They die daily
I also sent them a daily supply of bread from Newcastle, and an allowance equal to what had been given to former Prisoners: But their Bodies being infected, the Flux encreased amongst them
These lines are taken from the letter sent by Sir Arthur Haselrigge to the Council of State on 31st October 1650 (a ‘modern interpretation’ of this letter in full can be found at the end of the step, as a PDF in the Downloads section below). According to Haselrigge’s version of events, which is the only one we have, the prisoners had been provided with adequate supplies of fresh bread but, even so, ‘flux’ or dysentery was now spreading among them.
In the same letter, Haselrigge also tells us that he organised the provision of Pottage made with Oatmeal, and Beef and Cabages, a full Quart at a Meal for every Prisoner.
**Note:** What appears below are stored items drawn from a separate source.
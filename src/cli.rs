//! Command-line argument parsing and output rendering for the `olap` binary.

use crate::config::ConnectionConfig;
use crate::db::TabularResult;
use crate::error::Result;
use crate::processing::{ProcessingMode, ProcessingOutcome};
use clap::{Parser, Subcommand};
use std::path::PathBuf;

/// Output format for results.
#[derive(Debug, Clone, Copy, Default, PartialEq, Eq)]
pub enum OutputFormat {
    /// Aligned text table.
    #[default]
    Text,
    /// JSON document.
    Json,
    /// Comma-separated values with a header row.
    Csv,
}

impl std::str::FromStr for OutputFormat {
    type Err = String;

    fn from_str(s: &str) -> std::result::Result<Self, Self::Err> {
        match s.to_lowercase().as_str() {
            "text" | "table" => Ok(Self::Text),
            "json" => Ok(Self::Json),
            "csv" => Ok(Self::Csv),
            _ => Err(format!(
                "Invalid output format: {s}. Expected: text, json, or csv"
            )),
        }
    }
}

/// Query and process tabular analytical models over XMLA.
#[derive(Parser, Debug)]
#[command(name = "olap")]
#[command(version, about, long_about = None)]
pub struct Cli {
    #[command(subcommand)]
    pub command: Command,

    /// Full connection string (e.g. "Data Source=olap01;Initial Catalog=Model")
    #[arg(long, value_name = "CONNECTION_STRING", global = true)]
    pub connection_string: Option<String>,

    /// Server host name or http(s) XMLA endpoint
    #[arg(short = 'S', long, value_name = "SERVER", global = true)]
    pub server: Option<String>,

    /// Database (catalog) name
    #[arg(short = 'd', long, value_name = "DATABASE", global = true)]
    pub database: Option<String>,

    /// Username
    #[arg(short = 'U', long, value_name = "USER", global = true)]
    pub user: Option<String>,

    /// Password (prefer OLAP_PASSWORD in the environment)
    #[arg(long, value_name = "PASSWORD", global = true)]
    pub password: Option<String>,

    /// Use named connection from config
    #[arg(short = 'c', long, value_name = "NAME", global = true)]
    pub connection: Option<String>,

    /// Config file path
    #[arg(long, value_name = "PATH", env = "OLAP_CONFIG", global = true)]
    pub config: Option<PathBuf>,

    /// Output format: text, json, or csv
    #[arg(short = 'o', long, value_name = "FORMAT", global = true)]
    pub output: Option<String>,

    /// Request timeout in seconds
    #[arg(long, value_name = "SECS", global = true)]
    pub timeout: Option<u64>,

    /// Use an in-memory sample model instead of a server
    #[arg(long, global = true)]
    pub mock: bool,

    /// Write logs to a file instead of stderr
    #[arg(long, value_name = "PATH", global = true)]
    pub log_file: Option<PathBuf>,
}

/// Subcommands.
#[derive(Subcommand, Debug, Clone, PartialEq, Eq)]
pub enum Command {
    /// Run a DAX or MDX query and print its rows
    Query {
        /// Query text, passed to the server verbatim
        #[arg(value_name = "QUERY")]
        query: String,
    },
    /// Refresh the model, a table, or a partition and wait for completion
    Process {
        /// Object path: empty for the model, TABLE, or TABLE/PARTITION
        #[arg(value_name = "PATH", default_value = "")]
        path: String,

        /// Refresh mode
        #[arg(short, long, value_enum, default_value_t = ProcessingMode::Full)]
        mode: ProcessingMode,
    },
}

impl Cli {
    /// Parses command-line arguments.
    pub fn parse_args() -> Self {
        Self::parse()
    }

    /// Converts CLI arguments to a ConnectionConfig.
    ///
    /// A connection string is the starting point when given; individual
    /// flags override its fields.
    pub fn to_connection_config(&self) -> Result<Option<ConnectionConfig>> {
        let mut config = match &self.connection_string {
            Some(conn_str) => ConnectionConfig::from_connection_string(conn_str)?,
            None => ConnectionConfig::default(),
        };

        config.merge(&ConnectionConfig {
            server: self.server.clone(),
            database: self.database.clone(),
            username: self.user.clone(),
            password: self.password.clone(),
            ..Default::default()
        });

        if config.is_empty() {
            return Ok(None);
        }
        Ok(Some(config))
    }

    /// Returns the config file path to use.
    ///
    /// Uses the --config argument if provided, otherwise the default path.
    pub fn config_path(&self) -> PathBuf {
        self.config
            .clone()
            .unwrap_or_else(crate::config::Config::default_path)
    }

    /// Returns the named connection to use, if specified.
    pub fn connection_name(&self) -> Option<&str> {
        self.connection.as_deref()
    }

    /// Parses the output format, falling back to `default` when --output is absent.
    pub fn output_format(&self, default: Option<&str>) -> std::result::Result<OutputFormat, String> {
        match self.output.as_deref().or(default) {
            Some(format) => format.parse(),
            None => Ok(OutputFormat::default()),
        }
    }
}

/// Renders a query result.
pub fn render_result(result: &TabularResult, format: OutputFormat) -> String {
    match format {
        OutputFormat::Text => render_table(result),
        OutputFormat::Json => {
            let document = serde_json::json!({
                "columns": result.columns,
                "rows": result.to_records(),
                "row_count": result.row_count(),
                "execution_time_ms": result.execution_time.as_millis() as u64,
            });
            serde_json::to_string_pretty(&document).unwrap_or_else(|e| e.to_string())
        }
        OutputFormat::Csv => result.to_csv(),
    }
}

/// Renders a processing outcome.
pub fn render_outcome(outcome: &ProcessingOutcome, format: OutputFormat) -> String {
    match format {
        OutputFormat::Json => {
            serde_json::to_string_pretty(outcome).unwrap_or_else(|e| e.to_string())
        }
        OutputFormat::Text | OutputFormat::Csv => {
            let mut out = match &outcome.error {
                None => format!(
                    "Processed {} ({}) in {:.2}s",
                    outcome.target,
                    outcome.mode,
                    outcome.duration.as_secs_f64()
                ),
                Some(error) => format!(
                    "Processing {} ({}) failed: {}",
                    outcome.target, outcome.mode, error
                ),
            };
            for warning in &outcome.warnings {
                out.push_str("\nwarning: ");
                out.push_str(warning);
            }
            out
        }
    }
}

/// Aligned text table with a row count footer.
fn render_table(result: &TabularResult) -> String {
    let header: Vec<String> = result.columns.iter().map(|c| c.name.clone()).collect();
    let cells: Vec<Vec<String>> = result
        .rows
        .iter()
        .map(|row| row.iter().map(|v| v.to_display_string()).collect())
        .collect();

    let mut widths: Vec<usize> = header.iter().map(|h| h.chars().count()).collect();
    for row in &cells {
        for (width, cell) in widths.iter_mut().zip(row) {
            *width = (*width).max(cell.chars().count());
        }
    }

    let line = |values: &[String]| -> String {
        values
            .iter()
            .zip(&widths)
            .map(|(v, w)| format!("{v:<w$}"))
            .collect::<Vec<_>>()
            .join(" | ")
            .trim_end()
            .to_string()
    };

    let mut out = String::new();
    out.push_str(&line(&header));
    out.push('\n');
    out.push_str(
        &widths
            .iter()
            .map(|w| "-".repeat(*w))
            .collect::<Vec<_>>()
            .join("-+-"),
    );
    out.push('\n');
    for row in &cells {
        out.push_str(&line(row));
        out.push('\n');
    }

    let rows = result.row_count();
    out.push_str(&format!(
        "({} row{})",
        rows,
        if rows == 1 { "" } else { "s" }
    ));
    out
}
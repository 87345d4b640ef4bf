//! XMLA SOAP envelopes.
//!
//! Builds `Execute`/`Discover` requests with session headers and scans
//! responses for session ids, faults, errors and warnings.

use quick_xml::escape::escape;
use quick_xml::events::{BytesStart, Event};
use quick_xml::Reader;

use crate::error::{BridgeError, Result};

pub(crate) const XMLA_NS: &str = "urn:schemas-microsoft-com:xml-analysis";
const SOAP_NS: &str = "http://schemas.xmlsoap.org/soap/envelope/";

/// Session header carried by a request.
#[derive(Debug, Clone, Copy)]
pub(crate) enum SessionHeader<'a> {
    /// No session; used when the server did not hand one out.
    None,
    Begin,
    Session(&'a str),
    End(&'a str),
}

impl SessionHeader<'_> {
    fn render(&self) -> String {
        match self {
            Self::None => String::new(),
            Self::Begin => {
                format!(r#"<BeginSession soap:mustUnderstand="1" xmlns="{XMLA_NS}"/>"#)
            }
            Self::Session(id) => format!(
                r#"<Session soap:mustUnderstand="1" SessionId="{}" xmlns="{XMLA_NS}"/>"#,
                escape(*id)
            ),
            Self::End(id) => format!(
                r#"<EndSession soap:mustUnderstand="1" SessionId="{}" xmlns="{XMLA_NS}"/>"#,
                escape(*id)
            ),
        }
    }
}

fn envelope(header: SessionHeader<'_>, body: &str) -> String {
    format!(
        r#"<?xml version="1.0" encoding="utf-8"?><soap:Envelope xmlns:soap="{SOAP_NS}"><soap:Header>{}</soap:Header><soap:Body>{body}</soap:Body></soap:Envelope>"#,
        header.render()
    )
}

fn element_list(items: &[(&str, &str)]) -> String {
    items
        .iter()
        .map(|(name, value)| format!("<{name}>{}</{name}>", escape(*value)))
        .collect()
}

/// Builds an `Execute` request for a statement (query text or TMSL command).
pub(crate) fn execute_envelope(
    header: SessionHeader<'_>,
    statement: &str,
    properties: &[(&str, &str)],
) -> String {
    let body = format!(
        r#"<Execute xmlns="{XMLA_NS}"><Command><Statement>{}</Statement></Command><Properties><PropertyList>{}</PropertyList></Properties></Execute>"#,
        escape(statement),
        element_list(properties)
    );
    envelope(header, &body)
}

/// Builds a `Discover` request for a schema rowset.
pub(crate) fn discover_envelope(
    header: SessionHeader<'_>,
    request_type: &str,
    restrictions: &[(&str, &str)],
    properties: &[(&str, &str)],
) -> String {
    let body = format!(
        r#"<Discover xmlns="{XMLA_NS}"><RequestType>{request_type}</RequestType><Restrictions><RestrictionList>{}</RestrictionList></Restrictions><Properties><PropertyList>{}</PropertyList></Properties></Discover>"#,
        element_list(restrictions),
        element_list(properties)
    );
    envelope(header, &body)
}

/// What a response says about the session and about failures.
#[derive(Debug, Clone, Default, PartialEq, Eq)]
pub(crate) struct ResponseInfo {
    /// Session id from the response's `Session` header.
    pub session_id: Option<String>,
    /// `faultstring` of a SOAP fault.
    pub fault: Option<String>,
    /// `Description` of every `Error` element.
    pub errors: Vec<String>,
    /// `Description` of every `Warning` element.
    pub warnings: Vec<String>,
}

impl ResponseInfo {
    /// The engine's diagnostic text, if the response reports a failure.
    ///
    /// Error descriptions take precedence over the generic fault string.
    pub fn failure(&self) -> Option<String> {
        if !self.errors.is_empty() {
            return Some(self.errors.join("\n"));
        }
        self.fault.clone()
    }
}

/// Scans a SOAP response body.
pub(crate) fn scan_response(body: &str) -> Result<ResponseInfo> {
    let mut reader = Reader::from_str(body);
    let mut info = ResponseInfo::default();
    let mut in_header = false;
    let mut in_faultstring = false;
    let mut faultstring = String::new();

    loop {
        let event = reader.read_event().map_err(xml_error)?;
        match event {
            Event::Start(ref e) | Event::Empty(ref e) => {
                let is_empty = matches!(event, Event::Empty(_));
                match e.local_name().as_ref() {
                    b"Header" if !is_empty => in_header = true,
                    b"Session" if in_header => {
                        info.session_id = attribute(e, b"SessionId")?;
                    }
                    b"Fault" => info.fault = Some(String::new()),
                    b"faultstring" if !is_empty => in_faultstring = true,
                    b"Error" => {
                        if let Some(description) = attribute(e, b"Description")? {
                            info.errors.push(description);
                        }
                    }
                    b"Warning" => {
                        if let Some(description) = attribute(e, b"Description")? {
                            info.warnings.push(description);
                        }
                    }
                    _ => {}
                }
            }
            Event::Text(ref t) if in_faultstring => {
                faultstring.push_str(&t.unescape().map_err(xml_error)?);
            }
            Event::End(ref e) => match e.local_name().as_ref() {
                b"Header" => in_header = false,
                b"faultstring" => in_faultstring = false,
                _ => {}
            },
            Event::Eof => break,
            _ => {}
        }
    }

    if info.fault.is_some() {
        info.fault = Some(faultstring.trim().to_string());
    }
    Ok(info)
}

/// Reads an attribute by local name, unescaped.
pub(crate) fn attribute(element: &BytesStart<'_>, local_name: &[u8]) -> Result<Option<String>> {
    for attr in element.attributes() {
        let attr = attr.map_err(xml_error)?;
        if attr.key.local_name().as_ref() == local_name {
            let value = attr.unescape_value().map_err(xml_error)?;
            return Ok(Some(value.into_owned()));
        }
    }
    Ok(None)
}

pub(crate) fn xml_error(error: impl std::fmt::Display) -> BridgeError {
    BridgeError::protocol(format!("malformed XMLA response: {error}"))
}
They had also coals daily brought to them; as many as made about a hundred Fires both day and night, and Straw to lie upon. All this was for prisoners inside the Cathedral, and considered to be healthy. Haselrigge claims that they wanted not any thing that was fit for Prisoners and, if he is to be believed, then the men were decently fed on a diet of bread, meat and pottage. Even so, the tone of anxiety in Haselrigge’s words is palpable; the situation was slipping out of control.
In the Castle
During September and October 1650, Haselrigge moved the sick and the dying into Durham Castle. By this time the Bishops had long since departed and the Castle seems to have been in the hands of the Blakiston family. It is no coincidence that John Blakiston had been an associate of Haselrigge and one of the foremost of the Parliamentarian party in the north-east of England. Blakiston was an enthusiastic ‘regicide’, not only attending all but one session of the trial of Charles I but also signing the King’s death warrant. Blakiston died in June 1649, only a few months after the King, so he was no longer alive when the Scots prisoners were marched into Durham. His recent death probably explains how Durham Castle could be made available in an emergency such as this.
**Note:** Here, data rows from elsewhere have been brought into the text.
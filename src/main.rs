//! olap - query and process tabular analytical models over XMLA.

use std::sync::Arc;

use olap_bridge::cli::{render_outcome, render_result, Cli, Command, OutputFormat};
use olap_bridge::config::{Config, ConnectionConfig};
use olap_bridge::db::{MockEngineClient, MockTable, NativeEngineClient, XmlaClient, XmlaConfig};
use olap_bridge::error::{BridgeError, Result};
use olap_bridge::logging;
use olap_bridge::processing::ModelProcessor;
use olap_bridge::query::QueryExecutor;
use tracing::{debug, error, info, warn};

#[tokio::main]
async fn main() {
    // A missing .env file is fine
    let _ = dotenvy::dotenv();

    let cli = Cli::parse_args();
    match &cli.log_file {
        Some(path) => {
            if let Err(e) = logging::init_file_logging(Some(path)) {
                logging::init_stderr_logging();
                warn!("{}; logging to stderr", e.detail());
            }
        }
        None => logging::init_stderr_logging(),
    }

    match run(cli).await {
        Ok(true) => {}
        Ok(false) => std::process::exit(1),
        Err(e) => {
            error!("{}: {}", e.category(), e);
            eprintln!("Error: {e}");
            std::process::exit(1);
        }
    }
}

/// Runs the command, returning whether it succeeded.
async fn run(cli: Cli) -> Result<bool> {
    let config_path = cli.config_path();
    debug!("Loading config from: {}", config_path.display());
    let config = Config::load_from_file(&config_path)?;

    let format = cli
        .output_format(config.defaults.output.as_deref())
        .map_err(BridgeError::invalid_configuration)?;

    // Build connection config with precedence:
    // 1. CLI arguments (highest)
    // 2. Named connection from config
    // 3. Default connection from config
    // 4. Environment variables
    let mut connection = resolve_connection(&cli, &config)?;
    let client: Arc<dyn NativeEngineClient> = if cli.mock {
        if connection.server.is_none() {
            connection.server = Some("mock".to_string());
        }
        if connection.database.is_none() {
            connection.database = Some("Model".to_string());
        }
        Arc::new(sample_model())
    } else {
        let timeout = cli.timeout.or(config.defaults.timeout_secs);
        let xmla_config = match timeout {
            Some(secs) => XmlaConfig::new().with_timeout(secs),
            None => XmlaConfig::new(),
        };
        Arc::new(XmlaClient::new(xmla_config)?)
    };

    if connection.server.is_none() || connection.database.is_none() {
        return Err(BridgeError::invalid_configuration(
            "No connection configured. Use --server and --database, --connection, or OLAP_SERVER and OLAP_DATABASE",
        ));
    }
    let descriptor = connection.to_descriptor()?;
    info!("Connection: {}", descriptor.display_string());

    match cli.command {
        Command::Query { query } => {
            let result = QueryExecutor::new(client).execute(&descriptor, &query).await?;
            println!("{}", render_result(&result, format));
            Ok(true)
        }
        Command::Process { path, mode } => {
            let processor = ModelProcessor::new(client);
            if format == OutputFormat::Json {
                let outcome = processor.process_report(&descriptor, &path, mode).await;
                println!("{}", render_outcome(&outcome, format));
                return Ok(outcome.is_success());
            }
            let outcome = processor.process(&descriptor, &path, mode).await?;
            println!("{}", render_outcome(&outcome, format));
            Ok(true)
        }
    }
}

/// Resolves the final connection configuration from CLI args, config file, and environment.
fn resolve_connection(cli: &Cli, config: &Config) -> Result<ConnectionConfig> {
    let mut connection = match cli.connection_name() {
        Some(name) => config.get_connection(Some(name)).cloned().ok_or_else(|| {
            BridgeError::invalid_configuration(format!(
                "Connection '{}' not found in config file",
                name
            ))
        })?,
        None => config.get_connection(None).cloned().unwrap_or_default(),
    };

    if let Some(overrides) = cli.to_connection_config()? {
        connection.merge(&overrides);
    }

    connection.apply_env_defaults();
    Ok(connection)
}

/// A small in-memory model for `--mock`.
fn sample_model() -> MockEngineClient {
    MockEngineClient::new()
        .with_table(
            "Model",
            MockTable::new("Product")
                .with_integer_column("ProductKey")
                .with_column("Name", "xsd:string")
                .with_column("ListPrice", "xsd:decimal")
                .with_rows([
                    vec![Some("1"), Some("Mountain-100"), Some("3399.99")],
                    vec![Some("2"), Some("Road-150"), Some("3578.27")],
                    vec![Some("3"), Some("Touring-1000"), None],
                ]),
        )
        .with_table(
            "Model",
            MockTable::new("Sales")
                .with_integer_column("OrderId")
                .with_integer_column("ProductKey")
                .with_column("OrderDate", "xsd:dateTime")
                .with_column("Amount", "xsd:decimal")
                .with_rows([
                    ["1001", "1", "2024-01-05T00:00:00", "3399.99"],
                    ["1002", "2", "2024-01-06T00:00:00", "3578.27"],
                ])
                .with_source_rows([
                    ["1001", "1", "2024-01-05T00:00:00", "3399.99"],
                    ["1002", "2", "2024-01-06T00:00:00", "3578.27"],
                    ["1003", "1", "2024-02-11T00:00:00", "3399.99"],
                ])
                .with_partition("Sales 2024"),
        )
}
Durham Castle © Jeff Veitch, Durham University
Five hundred men were moved into the Castle by the 30th October 1650 and provided with very good Mutton Broth, and sometimes Veal Broth, and Beef and Mutton boild together, and old Women appointed to look to them in the several Rooms: There was also a Physitian which let them Blood, and dressed such as were wounded, and gave the sick Physick. Still, by the 30th October 1650 some 1,600 had died.
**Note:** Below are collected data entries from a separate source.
//! Synchronous model processing.
//!
//! Each call opens its own management session, walks
//! Idle -> Connecting -> Locating -> Issuing -> {Succeeded | Failed},
//! and closes the session before returning. There is no retry.

use std::sync::Arc;
use std::time::{Duration, Instant};

use tracing::{debug, info, warn};

use super::{ProcessTarget, ProcessingMode, ProcessingOutcome, ProcessingState};
use crate::connection::ConnectionDescriptor;
use crate::db::{ManagementSession, NativeEngineClient};
use crate::error::{BridgeError, Result};

/// Issues refresh commands against a model, its tables, or partitions.
#[derive(Clone)]
pub struct ModelProcessor {
    client: Arc<dyn NativeEngineClient>,
}

impl ModelProcessor {
    /// Creates a processor over the given engine client.
    pub fn new(client: Arc<dyn NativeEngineClient>) -> Self {
        Self { client }
    }

    /// Processes the object at `object_path` and waits for completion.
    ///
    /// Fails with `ConnectionFailed`, `ObjectNotFound` or `ProcessingFailed`,
    /// carrying the engine's diagnostic text.
    pub async fn process(
        &self,
        descriptor: &ConnectionDescriptor,
        object_path: &str,
        mode: ProcessingMode,
    ) -> Result<ProcessingOutcome> {
        let target = ProcessTarget::resolve(object_path, descriptor.database())?;
        let (outcome, result) = self.run(descriptor, &target, mode).await;
        result.map(|()| outcome)
    }

    /// Processes the whole model of the descriptor's database.
    pub async fn process_database(
        &self,
        descriptor: &ConnectionDescriptor,
        mode: ProcessingMode,
    ) -> Result<ProcessingOutcome> {
        let target = ProcessTarget::Database {
            database: descriptor.database().to_string(),
        };
        let (outcome, result) = self.run(descriptor, &target, mode).await;
        result.map(|()| outcome)
    }

    /// Processes one table. The name is used as-is, without path splitting.
    pub async fn process_table(
        &self,
        descriptor: &ConnectionDescriptor,
        table: &str,
        mode: ProcessingMode,
    ) -> Result<ProcessingOutcome> {
        if table.trim().is_empty() {
            return Err(BridgeError::invalid_configuration(
                "a table name is required to process a table",
            ));
        }
        let target = ProcessTarget::Table {
            database: descriptor.database().to_string(),
            table: table.to_string(),
        };
        let (outcome, result) = self.run(descriptor, &target, mode).await;
        result.map(|()| outcome)
    }

    /// Like [`process`](Self::process), but reports failures inside the
    /// outcome instead of returning an error.
    pub async fn process_report(
        &self,
        descriptor: &ConnectionDescriptor,
        object_path: &str,
        mode: ProcessingMode,
    ) -> ProcessingOutcome {
        match ProcessTarget::resolve(object_path, descriptor.database()) {
            Ok(target) => self.run(descriptor, &target, mode).await.0,
            Err(e) => ProcessingOutcome {
                target: object_path.to_string(),
                mode,
                state: ProcessingState::Failed,
                error: Some(e.detail().to_string()),
                warnings: Vec::new(),
                duration: Duration::ZERO,
            },
        }
    }

    /// Runs one attempt. The session, once opened, is closed on every path.
    async fn run(
        &self,
        descriptor: &ConnectionDescriptor,
        target: &ProcessTarget,
        mode: ProcessingMode,
    ) -> (ProcessingOutcome, Result<()>) {
        let start = Instant::now();
        let mut state = ProcessingState::Idle;

        transition(&mut state, ProcessingState::Connecting, target);
        let result = match self.client.open_management_session(descriptor).await {
            Ok(mut session) => {
                let result = drive(session.as_mut(), target, mode, &mut state).await;
                if let Err(e) = session.close().await {
                    warn!("Failed to close management session: {}", e);
                }
                result
            }
            Err(e) => Err(e),
        };

        let mut outcome = ProcessingOutcome {
            target: target.to_string(),
            mode,
            state,
            error: None,
            warnings: Vec::new(),
            duration: start.elapsed(),
        };

        match result {
            Ok(warnings) => {
                transition(&mut state, ProcessingState::Succeeded, target);
                info!(
                    "Processed {} ({}) in {:?}",
                    target, mode, outcome.duration
                );
                outcome.state = state;
                outcome.warnings = warnings;
                (outcome, Ok(()))
            }
            Err(e) => {
                transition(&mut state, ProcessingState::Failed, target);
                warn!("Processing {} ({}) failed: {}", target, mode, e);
                outcome.state = state;
                outcome.error = Some(e.detail().to_string());
                (outcome, Err(e))
            }
        }
    }
}

async fn drive(
    session: &mut dyn ManagementSession,
    target: &ProcessTarget,
    mode: ProcessingMode,
    state: &mut ProcessingState,
) -> Result<Vec<String>> {
    transition(state, ProcessingState::Locating, target);
    if !session.locate(target).await? {
        return Err(BridgeError::object_not_found(target.to_string()));
    }

    transition(state, ProcessingState::Issuing, target);
    let warnings = session.process_object(target, mode).await?;
    for warning in &warnings {
        warn!("{}: {}", target, warning);
    }
    Ok(warnings)
}

fn transition(state: &mut ProcessingState, next: ProcessingState, target: &ProcessTarget) {
    debug!("Processing {}: {:?} -> {:?}", target, state, next);
    *state = next;
}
Dysentery (or the ‘flux’, as it was known at the time) was already present among the ranks of both Scottish and English soldiers before the Battle of Dunbar and, just as Haselrigge diagnosed, it is the most likely cause of death for many of the soldiers. Dysentery is an inflammation of the large intestines or lower digestive tract with symptoms of fever and a high temperature (38°C/100°F or above), intense abdominal cramps, nausea and vomiting, diarrhoea, and rapid weight loss during which sufferers lose fluids and salts. It is highly infectious and spread through contaminated food or drinking-water, and from person-to-person as a result of poor hygiene. It is easy to see how the ‘flux’ would spread quickly in circumstances in which men lived in close confinement with little food or clean water with which to replenish the body’s salts. The real danger is severe dehydration and electrolyte imbalances which can result in shock or coma. Outside the digestive tract, bacteria in the bloodstream may have fatal consequences and can cause kidney failure. Without the benefit of our modern understanding of dysentery, Haselrigge resorted to bringing in milk from surrounding towns. This, he says, was conceived to be the best Remedy for stopping of their Flux. The milk was boiled, some with Water, and some with Bean flower, the Physitians holding it exceeding good for recovery of their health. High fibre intake is still recommended to ease chronic diarrhoea.
In addition to dysentery, another possible cause of death has been suggested to the research team. This is so-called ‘re-feeding syndrome’ which is defined medically as a potentially fatal shift in the body’s fluids and electrolytes. The key indicator is a low phosphate level, leading to breathing difficulties, confusion, altered mental status, muscle weakness and muscle damage. This can occur in patients who are malnourished and then consume large quantities of food rapidly. During the period of starvation (12-14 days in the case of the Scottish soldiers), hormonal and metabolic changes occur as the body reacts by reducing cellular activity and organ functions. When re-feeding begins, this triggers the release of insulin (a hormone produced by the pancreas that controls sugar levels). This affects potassium, phosphate and magnesium electrolytes; both sodium and water balances may be affected to such an extent that a person may experience fluid overload; this can lead to heart failure. Anyone who has little or no food for more than five days is at risk.
Some months later, on 5th August 1651, Parliament was still insisting on an order to take care that such provision be made for the Scottish prisoners in Durham Castle, while there, as is fit for prisoners of war.
The last Dunbar prisoners were issued with passes to return home in July 1652, some 22 months after they first marched through the Great Door of Durham Cathedral.